<<<<

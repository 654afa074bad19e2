//! Removal and replacement of properties no permit reaches.
//!
//! The ladder leans gentle-first: delete when the owner lets us, replace
//! with a throwing accessor pair when it does not, and accept an already
//! inert value as harmless. Every rung reports what actually happened, so
//! a hostile owner shows up in the verdict instead of silently keeping its
//! property.

use primlock_heap::{Heap, ObjId, PropertyDescriptor, RuntimeError, Value};

use crate::diagnostics::DiagnosticsSink;
use crate::severity::Severity;

/// Applies the denial ladder to one property.
pub(crate) fn clean_property(
    heap: &mut Heap,
    owner: ObjId,
    name: &str,
    path: &str,
    sink: &mut DiagnosticsSink,
) {
    if heap.is_callable(owner) && (name == "caller" || name == "arguments") {
        neuter_reflection(heap, owner, name, path, sink);
        return;
    }
    if already_poisoned(heap, owner, name) {
        sink.record(Severity::Safe, "Successfully poisoned", path);
        return;
    }
    match heap.delete_property(owner, name) {
        Ok(true) => {
            if !heap.has_own(owner, name) {
                sink.record(Severity::Safe, "Deleted", path);
                return;
            }
            sink.record(Severity::NotIsolated, "Bounced back", path);
        }
        Ok(false) => {
            sink.record(
                Severity::SafeSpecViolation,
                "Strict delete returned false rather than throwing",
                path,
            );
        }
        Err(RuntimeError::Type(_)) => {
            // The expected strict refusal for a non-configurable property.
            // Escalate to poisoning without raising the verdict.
            sink.record(Severity::Safe, "Delete refused on non-configurable property", path);
        }
        Err(err) => {
            sink.record(Severity::NewSymptom, format!("Delete failed with {err}"), path);
        }
    }
    poison(heap, owner, name, path, sink);
}

/// Whether the property already carries one of our throwing guards.
fn already_poisoned(heap: &Heap, owner: ObjId, name: &str) -> bool {
    match heap.own_descriptor(owner, name) {
        Ok(Some(PropertyDescriptor::Accessor { get: Some(getter), .. })) => {
            heap.is_poison_guard(getter)
        }
        _ => false,
    }
}

/// Allocates the frozen accessor that replaces a condemned property.
fn alloc_poison_guard(heap: &mut Heap, path: &str) -> ObjId {
    let message = format!("cannot access property {path}");
    let guard = heap.alloc_native("poisoned", move |_, _, _| {
        Err(RuntimeError::type_error(message.clone()))
    });
    heap.mark_poison_guard(guard);
    heap.mark_expects_immutable(guard);
    let _ = heap.freeze(guard);
    guard
}

fn poison(heap: &mut Heap, owner: ObjId, name: &str, path: &str, sink: &mut DiagnosticsSink) {
    let guard = alloc_poison_guard(heap, path);
    let replacement = PropertyDescriptor::Accessor {
        get: Some(guard),
        set: Some(guard),
        enumerable: false,
        configurable: false,
    };
    match heap.define_property(owner, name, replacement) {
        Ok(()) => match heap.own_descriptor(owner, name) {
            Ok(Some(PropertyDescriptor::Accessor { get: Some(getter), .. })) if getter == guard => {
                sink.record(Severity::Safe, "Successfully poisoned", path);
            }
            _ => sink.record(Severity::NotIsolated, "Failed to be poisoned", path),
        },
        Err(_) => match heap.own_descriptor(owner, name) {
            Ok(Some(PropertyDescriptor::Data {
                value,
                writable: false,
                configurable: false,
                ..
            })) if value.is_primitive() => {
                sink.record(Severity::Safe, "Frozen harmless", path);
            }
            _ => sink.record(Severity::NotIsolated, "Cannot be poisoned", path),
        },
    }
}

/// `caller` and `arguments` on callables go through the runtime's own
/// restricted-reflection accessor rather than the generic ladder. Deleting
/// them outright is not portable across hosts; pinning them to the shared
/// thrower is.
fn neuter_reflection(
    heap: &mut Heap,
    owner: ObjId,
    name: &str,
    path: &str,
    sink: &mut DiagnosticsSink,
) {
    let thrower = heap.intrinsics().throw_type_error;
    if let Ok(Some(PropertyDescriptor::Accessor { get: Some(getter), set: Some(setter), .. })) =
        heap.own_descriptor(owner, name)
    {
        if getter == thrower && setter == thrower {
            sink.record(Severity::Safe, "Already harmless", path);
            return;
        }
    }
    let pinned = PropertyDescriptor::Accessor {
        get: Some(thrower),
        set: Some(thrower),
        enumerable: false,
        configurable: false,
    };
    match heap.define_property(owner, name, pinned) {
        Ok(()) => sink.record(Severity::Safe, "Hardened restricted reflection", path),
        Err(_) => {
            sink.record(Severity::NotIsolated, "Restricted reflection cannot be hardened", path)
        }
    }
}
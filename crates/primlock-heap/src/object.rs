use std::fmt;
use std::rc::Rc;

use crate::ast::FunctionDef;
use crate::error::RuntimeError;
use crate::heap::Heap;
use crate::interp::LexicalEnv;
use crate::quirk::Quirks;
use crate::value::{ObjId, Value};

/// One own-property slot as stored.
#[derive(Debug, Clone)]
pub(crate) enum Slot {
    Data { value: Value, writable: bool },
    Accessor { get: Option<ObjId>, set: Option<ObjId> },
}

#[derive(Debug, Clone)]
pub(crate) struct Property {
    pub slot: Slot,
    pub enumerable: bool,
    pub configurable: bool,
}

/// Reflective projection of a property, as read and written through the
/// introspection surface. Descriptors here are always complete; there is
/// no partial-descriptor merge.
#[derive(Debug, Clone)]
pub enum PropertyDescriptor {
    Data { value: Value, writable: bool, enumerable: bool, configurable: bool },
    Accessor { get: Option<ObjId>, set: Option<ObjId>, enumerable: bool, configurable: bool },
}

impl PropertyDescriptor {
    /// Plain mutable data property.
    pub fn data(value: Value) -> Self {
        PropertyDescriptor::Data { value, writable: true, enumerable: true, configurable: true }
    }

    /// Fully locked data property.
    pub fn frozen_data(value: Value) -> Self {
        PropertyDescriptor::Data { value, writable: false, enumerable: false, configurable: false }
    }

    pub fn is_accessor(&self) -> bool {
        matches!(self, PropertyDescriptor::Accessor { .. })
    }

    pub fn enumerable(&self) -> bool {
        match self {
            PropertyDescriptor::Data { enumerable, .. }
            | PropertyDescriptor::Accessor { enumerable, .. } => *enumerable,
        }
    }

    pub fn configurable(&self) -> bool {
        match self {
            PropertyDescriptor::Data { configurable, .. }
            | PropertyDescriptor::Accessor { configurable, .. } => *configurable,
        }
    }

    /// Writable bit of a data property; accessors report false.
    pub fn writable(&self) -> bool {
        match self {
            PropertyDescriptor::Data { writable, .. } => *writable,
            PropertyDescriptor::Accessor { .. } => false,
        }
    }

    pub fn value(&self) -> Option<&Value> {
        match self {
            PropertyDescriptor::Data { value, .. } => Some(value),
            PropertyDescriptor::Accessor { .. } => None,
        }
    }

    pub fn with_enumerable(mut self, flag: bool) -> Self {
        match &mut self {
            PropertyDescriptor::Data { enumerable, .. }
            | PropertyDescriptor::Accessor { enumerable, .. } => *enumerable = flag,
        }
        self
    }

    pub fn with_configurable(mut self, flag: bool) -> Self {
        match &mut self {
            PropertyDescriptor::Data { configurable, .. }
            | PropertyDescriptor::Accessor { configurable, .. } => *configurable = flag,
        }
        self
    }

    pub(crate) fn into_property(self) -> Property {
        match self {
            PropertyDescriptor::Data { value, writable, enumerable, configurable } => Property {
                slot: Slot::Data { value, writable },
                enumerable,
                configurable,
            },
            PropertyDescriptor::Accessor { get, set, enumerable, configurable } => Property {
                slot: Slot::Accessor { get, set },
                enumerable,
                configurable,
            },
        }
    }

    pub(crate) fn from_property(p: &Property) -> Self {
        match &p.slot {
            Slot::Data { value, writable } => PropertyDescriptor::Data {
                value: value.clone(),
                writable: *writable,
                enumerable: p.enumerable,
                configurable: p.configurable,
            },
            Slot::Accessor { get, set } => PropertyDescriptor::Accessor {
                get: *get,
                set: *set,
                enumerable: p.enumerable,
                configurable: p.configurable,
            },
        }
    }
}

pub type NativeFn = dyn Fn(&mut Heap, Value, &[Value]) -> Result<Value, RuntimeError>;

/// Compiled guest function plus its captured environment.
pub(crate) struct ClosureData {
    pub def: Rc<FunctionDef>,
    pub env: LexicalEnv,
}

#[derive(Clone)]
pub(crate) enum Callable {
    Native { name: Rc<str>, func: Rc<NativeFn> },
    Closure(Rc<ClosureData>),
}

impl fmt::Debug for Callable {
    fn fmt(&self, f: &mut fmt::Formatter<'_>) -> fmt::Result {
        match self {
            Callable::Native { name, .. } => write!(f, "Native({name})"),
            Callable::Closure(_) => write!(f, "Closure"),
        }
    }
}

#[derive(Debug)]
pub(crate) struct ObjData {
    pub proto: Option<ObjId>,
    pub props: Vec<(String, Property)>,
    pub extensible: bool,
    pub call: Option<Callable>,
    pub quirks: Quirks,
    pub expects_immutable: bool,
    pub poison_guard: bool,
}

impl ObjData {
    pub fn new(proto: Option<ObjId>) -> Self {
        ObjData {
            proto,
            props: Vec::new(),
            extensible: true,
            call: None,
            quirks: Quirks::empty(),
            expects_immutable: false,
            poison_guard: false,
        }
    }

    pub fn find(&self, name: &str) -> Option<&Property> {
        self.props.iter().find(|(n, _)| n == name).map(|(_, p)| p)
    }

    pub fn find_mut(&mut self, name: &str) -> Option<&mut Property> {
        self.props.iter_mut().find(|(n, _)| n == name).map(|(_, p)| p)
    }

    pub fn remove(&mut self, name: &str) -> bool {
        match self.props.iter().position(|(n, _)| n == name) {
            Some(idx) => {
                self.props.remove(idx);
                true
            }
            None => false,
        }
    }

    pub fn insert(&mut self, name: &str, property: Property) {
        match self.find_mut(name) {
            Some(existing) => *existing = property,
            None => self.props.push((name.to_string(), property)),
        }
    }
}
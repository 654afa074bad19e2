//! Transitive immutabilisation.
//!
//! `defend` walks everything reachable from the given roots through own
//! properties, accessor functions, and delegation links, freezing each
//! object after its children so no object is sealed while something below
//! it is still open. The walk is all-or-nothing: the first failure aborts
//! with the path that produced it, and the caller must treat the graph as
//! undefended.

use std::collections::HashSet;

use primlock_heap::{Heap, ObjId, PropertyDescriptor, Value};

use crate::error::LockdownError;
use crate::permit::DELEGATE_NAME;

pub(crate) fn defend(
    heap: &mut Heap,
    roots: &[(String, ObjId)],
) -> Result<HashSet<ObjId>, LockdownError> {
    let mut expanded: HashSet<ObjId> = HashSet::new();
    let mut stack: Vec<(ObjId, String, bool)> = roots
        .iter()
        .rev()
        .map(|(path, id)| (*id, path.clone(), false))
        .collect();

    while let Some((id, path, visit_done)) = stack.pop() {
        if visit_done {
            if !heap.is_frozen(id) {
                heap.freeze(id)
                    .map_err(|source| LockdownError::DefenseFailed { path: path.clone(), source })?;
            }
            continue;
        }
        if !expanded.insert(id) {
            continue;
        }
        stack.push((id, path.clone(), true));

        match heap.prototype_of(id) {
            Ok(Some(delegate)) => {
                stack.push((delegate, format!("{path}.{DELEGATE_NAME}"), false));
            }
            Ok(None) => {}
            Err(source) => {
                return Err(LockdownError::DefenseFailed {
                    path: format!("{path}.{DELEGATE_NAME}"),
                    source,
                });
            }
        }

        let names = heap
            .own_property_names(id)
            .map_err(|source| LockdownError::DefenseFailed { path: path.clone(), source })?;
        for name in names {
            let child_path = format!("{path}.{name}");
            match heap.own_descriptor(id, &name) {
                Ok(Some(PropertyDescriptor::Data { value: Value::Obj(child), .. })) => {
                    stack.push((child, child_path, false));
                }
                Ok(Some(PropertyDescriptor::Accessor { get, set, .. })) => {
                    if let Some(getter) = get {
                        stack.push((getter, format!("{child_path}<get>"), false));
                    }
                    if let Some(setter) = set {
                        stack.push((setter, format!("{child_path}<set>"), false));
                    }
                }
                Ok(Some(PropertyDescriptor::Data { .. })) => {}
                Ok(None) => {}
                Err(source) => {
                    return Err(LockdownError::DefenseFailed { path: child_path, source });
                }
            }
        }
    }
    Ok(expanded)
}

/// Defends the graph below a single value. Primitives are already immutable
/// and pass through untouched.
pub fn def(heap: &mut Heap, value: &Value) -> Result<(), LockdownError> {
    match value {
        Value::Obj(id) => {
            defend(heap, &[("<def>".to_string(), *id)])?;
            Ok(())
        }
        _ => Ok(()),
    }
}

#[cfg(test)]
mod tests {
    use primlock_heap::Quirks;

    use super::*;

    #[test]
    fn freezes_everything_reachable() {
        let mut heap = Heap::new();
        let root = heap.alloc_proto_less();
        let left = heap.alloc_proto_less();
        let right = heap.alloc_proto_less();
        let shared = heap.alloc_proto_less();
        heap.set(left, "shared", Value::Obj(shared)).expect("wire");
        heap.set(right, "shared", Value::Obj(shared)).expect("wire");
        heap.set(root, "left", Value::Obj(left)).expect("wire");
        heap.set(root, "right", Value::Obj(right)).expect("wire");
        let defended =
            defend(&mut heap, &[("<root>".to_string(), root)]).expect("defense succeeds");
        for id in [root, left, right, shared] {
            assert!(defended.contains(&id));
            assert!(heap.is_frozen(id));
        }
        match heap.set(shared, "late", Value::Num(1.0)) {
            Err(_) => {}
            Ok(()) => panic!("expected frozen object to reject writes"),
        }
    }

    #[test]
    fn walks_accessors_and_delegates() {
        let mut heap = Heap::new();
        let base = heap.alloc_proto_less();
        let root = heap.alloc(Some(base));
        let getter = heap.alloc_native("get", |_, _, _| Ok(Value::Num(1.0)));
        heap.define_property(
            root,
            "lens",
            PropertyDescriptor::Accessor {
                get: Some(getter),
                set: None,
                enumerable: false,
                configurable: true,
            },
        )
        .expect("define");
        defend(&mut heap, &[("<root>".to_string(), root)]).expect("defense succeeds");
        assert!(heap.is_frozen(base));
        assert!(heap.is_frozen(getter));
        // The accessor survived as an accessor; defense pins, never reshapes.
        match heap.own_descriptor(root, "lens").expect("descriptor") {
            Some(PropertyDescriptor::Accessor { get, configurable, .. }) => {
                assert_eq!(get, Some(getter));
                assert!(!configurable);
            }
            other => panic!("expected accessor to survive, got {other:?}"),
        }
    }

    #[test]
    fn failure_carries_the_path_and_children_are_not_left_behind() {
        let mut heap = Heap::new();
        let root = heap.alloc_proto_less();
        let child = heap.alloc_proto_less();
        heap.set(root, "child", Value::Obj(child)).expect("wire");
        heap.set_quirks(root, Quirks::FREEZE_REFUSES);
        match defend(&mut heap, &[("<root>".to_string(), root)]) {
            Err(LockdownError::DefenseFailed { path, .. }) => {
                assert_eq!(path, "<root>");
            }
            Err(other) => panic!("unexpected error: {other:?}"),
            Ok(_) => panic!("expected defense to fail"),
        }
        // Children freeze before their parent, so the refusal higher up
        // arrived after the child was already pinned.
        assert!(heap.is_frozen(child));
        assert!(!heap.is_frozen(root));
    }

    #[test]
    fn cycles_terminate() {
        let mut heap = Heap::new();
        let a = heap.alloc_proto_less();
        let b = heap.alloc_proto_less();
        heap.set(a, "next", Value::Obj(b)).expect("wire");
        heap.set(b, "next", Value::Obj(a)).expect("wire");
        defend(&mut heap, &[("<root>".to_string(), a)]).expect("defense succeeds");
        assert!(heap.is_frozen(a));
        assert!(heap.is_frozen(b));
    }

    #[test]
    fn def_passes_primitives_through() {
        let mut heap = Heap::new();
        def(&mut heap, &Value::Num(4.0)).expect("primitive");
        def(&mut heap, &Value::Undefined).expect("primitive");
        let obj = heap.alloc_proto_less();
        def(&mut heap, &Value::Obj(obj)).expect("object");
        assert!(heap.is_frozen(obj));
    }
}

>>>>

▶ [Problem]
Within the listing, how many lines hold "remove"? Write only that number.

▶ [Task result]
2